TASK GOAL:
Beginning with the first line, transcribe the entries below exactly through the line containing "use std::collections::HashMap;", inclusive.

Stored data:
-=-=-

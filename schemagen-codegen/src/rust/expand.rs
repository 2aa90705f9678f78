//! Expand function generation.
//!
//! For every struct level of a metadata tree an `expand_*` function is
//! generated that builds the typed value from its generic representation.
//! The top level reads from the resource data accessor, nested levels read
//! from the JSON value of one block.

use crate::emit::{Fragment, RenderOptions};
use crate::error::CodegenError;
use schemagen_core::{PointerKind, PrimitiveType, Shape, TypeDesc};
use schemagen_schema::{MetaResource, MetaSchema};
use std::collections::HashMap;

/// Generates expand functions from metadata trees.
#[derive(Debug, Clone, Default)]
pub struct ExpandEmitter {
    options: RenderOptions,
}

impl ExpandEmitter {
    /// Creates an emitter with the given options.
    #[must_use]
    pub fn new(options: RenderOptions) -> Self {
        Self { options }
    }

    /// Builds one function per struct level, parent before nested levels.
    ///
    /// Nested levels follow in key order, each directly followed by its own
    /// nested levels. A type reached twice gets two functions.
    #[must_use]
    pub fn fragments(&self, meta: &MetaResource) -> Vec<Fragment> {
        let mut out = Vec::new();
        self.emit_level(meta, 0, &mut out);
        out
    }

    /// Renders one function per struct level.
    ///
    /// # Errors
    /// Returns `CodegenError::Generation` if two different types would get
    /// an expand function of the same name.
    pub fn render(&self, meta: &MetaResource) -> Result<Vec<String>, CodegenError> {
        check_names(meta, &mut HashMap::new())?;
        self.fragments(meta)
            .iter()
            .map(|fragment| self.options.render(fragment))
            .collect()
    }

    fn emit_level(&self, meta: &MetaResource, depth: usize, out: &mut Vec<Fragment>) {
        let index = out.len();
        out.push(Fragment::line(""));

        let param = if depth == 0 {
            &self.options.resource_data_type
        } else {
            &self.options.value_type
        };
        let path = &meta.ty.path;

        let mut body = vec![Fragment::line(format!("let mut obj = {path}::default();"))];
        for key in meta.sorted_keys() {
            let entry = &meta.schema[key];
            let source = if depth == 0 {
                format!("d.get({key:?})")
            } else {
                format!("d[{key:?}]")
            };
            body.extend(self.assign(entry, &source));
            if let Some(elem) = &entry.elem {
                self.emit_level(elem, depth + 1, out);
            }
        }
        body.push(Fragment::line("obj"));

        tracing::trace!("emitted {} for '{}'", meta.expand_fn_name(), path);
        out[index] = Fragment::block(
            format!("pub fn {}(d: &{param}) -> {path} {{", meta.expand_fn_name()),
            body,
            "}",
        );
    }

    /// Builds the statements that assign one field.
    fn assign(&self, entry: &MetaSchema, source: &str) -> Vec<Fragment> {
        let place = entry.place("obj");
        let declared = entry.field.declared_type();
        let layers = declared.pointer_layers();
        let ty = declared.effective();
        let nested = entry.elem.as_ref();

        match &ty.shape {
            Shape::Primitive(prim) => {
                let value = layered(
                    &layers,
                    scalar(source, *prim),
                    present_scalar(source, *prim),
                );
                vec![Fragment::line(format!("{place} = {value};"))]
            }
            Shape::Struct(_) if nested.is_some() => {
                let value = layered(
                    &layers,
                    nested_call(nested, &format!("&{source}[0]")),
                    format!(
                        "{source}.get(0).filter(|v| !v.is_null()).map(|v| {})",
                        nested_call(nested, "v")
                    ),
                );
                vec![Fragment::line(format!("{place} = {value};"))]
            }
            Shape::Seq(_, elem) => {
                let binding = format!("s_{}", entry.field.binding_name());
                let elem = elem();
                let item = match element(&elem, "v", nested) {
                    Some(value) => format!("let w = {value};"),
                    None => format!(
                        "let w: {} = {};",
                        elem.path,
                        self.from_value("v.clone()")
                    ),
                };
                let collected = format!("{binding}.into_iter().collect()");
                let value = layered(
                    &layers,
                    collected.clone(),
                    format!("{source}.as_array().map(|_| {collected})"),
                );
                vec![
                    Fragment::line(format!("let mut {binding} = Vec::new();")),
                    Fragment::block(
                        format!("for v in {source}.as_array().into_iter().flatten() {{"),
                        vec![
                            Fragment::line(item),
                            Fragment::line(format!("{binding}.push(w);")),
                        ],
                        "}",
                    ),
                    Fragment::line(format!("{place} = {value};")),
                ]
            }
            Shape::Map(_, key, value) if is_string(&key()) => {
                match element(&value(), "v", None) {
                    Some(cast) => {
                        let pairs = format!("map(|(k, v)| (k.clone(), {cast})).collect()");
                        let collected = layered(
                            &layers,
                            format!("{source}.as_object().into_iter().flatten().{pairs}"),
                            format!("{source}.as_object().map(|m| m.iter().{pairs})"),
                        );
                        vec![Fragment::line(format!("{place} = {collected};"))]
                    }
                    None => self.fallback(&place, source),
                }
            }
            _ => self.fallback(&place, source),
        }
    }

    fn fallback(&self, place: &str, source: &str) -> Vec<Fragment> {
        let value = self.from_value(&format!("{source}.clone()"));
        vec![Fragment::line(format!("{place} = {value};"))]
    }

    fn from_value(&self, value: &str) -> String {
        format!(
            "{}::from_value({value}).unwrap_or_default()",
            self.options.json_crate
        )
    }
}

/// Renders the expand functions of a metadata tree with the default options.
///
/// # Errors
/// See [`ExpandEmitter::render`].
pub fn expand(meta: &MetaResource) -> Result<Vec<String>, CodegenError> {
    ExpandEmitter::default().render(meta)
}

/// Fails if two different types map to the same expand function name.
fn check_names<'m>(
    meta: &'m MetaResource,
    seen: &mut HashMap<String, &'m str>,
) -> Result<(), CodegenError> {
    let name = meta.expand_fn_name();
    let path: &str = &meta.ty.path;
    if let Some(previous) = seen.get(&name) {
        if *previous != path {
            return Err(CodegenError::generation(format!(
                "expand function '{name}' would be generated for both '{previous}' and '{path}'"
            )));
        }
    } else {
        seen.insert(name, path);
    }
    for entry in meta.schema.values() {
        if let Some(elem) = &entry.elem {
            check_names(elem, seen)?;
        }
    }
    Ok(())
}

/// Returns the expression converting one element, if it has a direct form.
fn element(ty: &TypeDesc, source: &str, nested: Option<&MetaResource>) -> Option<String> {
    let layers = ty.pointer_layers();
    let ty = ty.effective();
    let value = match &ty.shape {
        Shape::Primitive(prim) => layered(
            &layers,
            scalar(source, *prim),
            present_scalar(source, *prim),
        ),
        Shape::Struct(_) if nested.is_some() => layered(
            &layers,
            nested_call(nested, source),
            format!(
                "Some({source}).filter(|v| !v.is_null()).map(|v| {})",
                nested_call(nested, "v")
            ),
        ),
        _ => return None,
    };
    Some(value)
}

fn nested_call(nested: Option<&MetaResource>, arg: &str) -> String {
    let name = nested.map(MetaResource::expand_fn_name).unwrap_or_default();
    format!("{name}({arg})")
}

fn is_string(ty: &TypeDesc) -> bool {
    ty.as_primitive() == Some(PrimitiveType::String)
}

/// Returns the expression reading a primitive from a JSON value.
///
/// Missing, null, mistyped and out-of-range values read as the default.
fn scalar(source: &str, prim: PrimitiveType) -> String {
    match prim {
        PrimitiveType::Bool => format!("{source}.as_bool().unwrap_or_default()"),
        PrimitiveType::String => format!("{source}.as_str().unwrap_or_default().to_owned()"),
        PrimitiveType::Char => {
            format!("{source}.as_str().and_then(|s| s.chars().next()).unwrap_or_default()")
        }
        PrimitiveType::Int64 => format!("{source}.as_i64().unwrap_or_default()"),
        PrimitiveType::Uint64 => format!("{source}.as_u64().unwrap_or_default()"),
        PrimitiveType::Double => format!("{source}.as_f64().unwrap_or_default()"),
        prim if prim.is_signed() => format!(
            "{}::try_from({source}.as_i64().unwrap_or_default()).unwrap_or_default()",
            prim.rust_type()
        ),
        prim if prim.is_unsigned() => format!(
            "{}::try_from({source}.as_u64().unwrap_or_default()).unwrap_or_default()",
            prim.rust_type()
        ),
        prim => format!("{source}.as_f64().unwrap_or_default() as {}", prim.rust_type()),
    }
}

/// Returns the expression reading a primitive from a JSON value as an
/// `Option`: `None` for missing, null, mistyped and out-of-range values.
fn present_scalar(source: &str, prim: PrimitiveType) -> String {
    match prim {
        PrimitiveType::Bool => format!("{source}.as_bool()"),
        PrimitiveType::String => format!("{source}.as_str().map(str::to_owned)"),
        PrimitiveType::Char => format!("{source}.as_str().and_then(|s| s.chars().next())"),
        PrimitiveType::Int64 => format!("{source}.as_i64()"),
        PrimitiveType::Uint64 => format!("{source}.as_u64()"),
        PrimitiveType::Double => format!("{source}.as_f64()"),
        prim if prim.is_signed() => format!(
            "{source}.as_i64().and_then(|n| {}::try_from(n).ok())",
            prim.rust_type()
        ),
        prim if prim.is_unsigned() => format!(
            "{source}.as_u64().and_then(|n| {}::try_from(n).ok())",
            prim.rust_type()
        ),
        prim => format!("{source}.as_f64().map(|n| n as {})", prim.rust_type()),
    }
}

/// Wraps a conversion in pointer layers, outermost first.
///
/// Below the outermost `Option` layer the value comes from `present`, an
/// expression that is already an `Option`, so absent data stays `None`.
fn layered(layers: &[PointerKind], plain: String, present: String) -> String {
    match layers.iter().position(|layer| *layer == PointerKind::Option) {
        Some(at) => {
            let inner = &layers[at + 1..];
            let value = if inner.is_empty() {
                present
            } else {
                format!("{present}.map(|v| {})", wrap(inner, "v".to_owned()))
            };
            wrap(&layers[..at], value)
        }
        None => wrap(layers, plain),
    }
}

/// Wraps a value in pointer layers, outermost first.
fn wrap(layers: &[PointerKind], value: String) -> String {
    layers
        .iter()
        .rev()
        .fold(value, |value, layer| layer.wrap(&value))
}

-=-=-

RESULT OF THIS EXERCISE:
filename schemagen-codegen/src/rust/expand.rs
repository 2aa90705f9678f78
//! Expand function generation.
//!
//! For every struct level of a metadata tree an `expand_*` function is
//! generated that builds the typed value from its generic representation.
//! The top level reads from the resource data accessor, nested levels read
//! from the JSON value of one block.

use crate::emit::{Fragment, RenderOptions};
use crate::error::CodegenError;
use schemagen_core::{PointerKind, PrimitiveType, Shape, TypeDesc};
use schemagen_schema::{MetaResource, MetaSchema};
use std::collections::HashMap;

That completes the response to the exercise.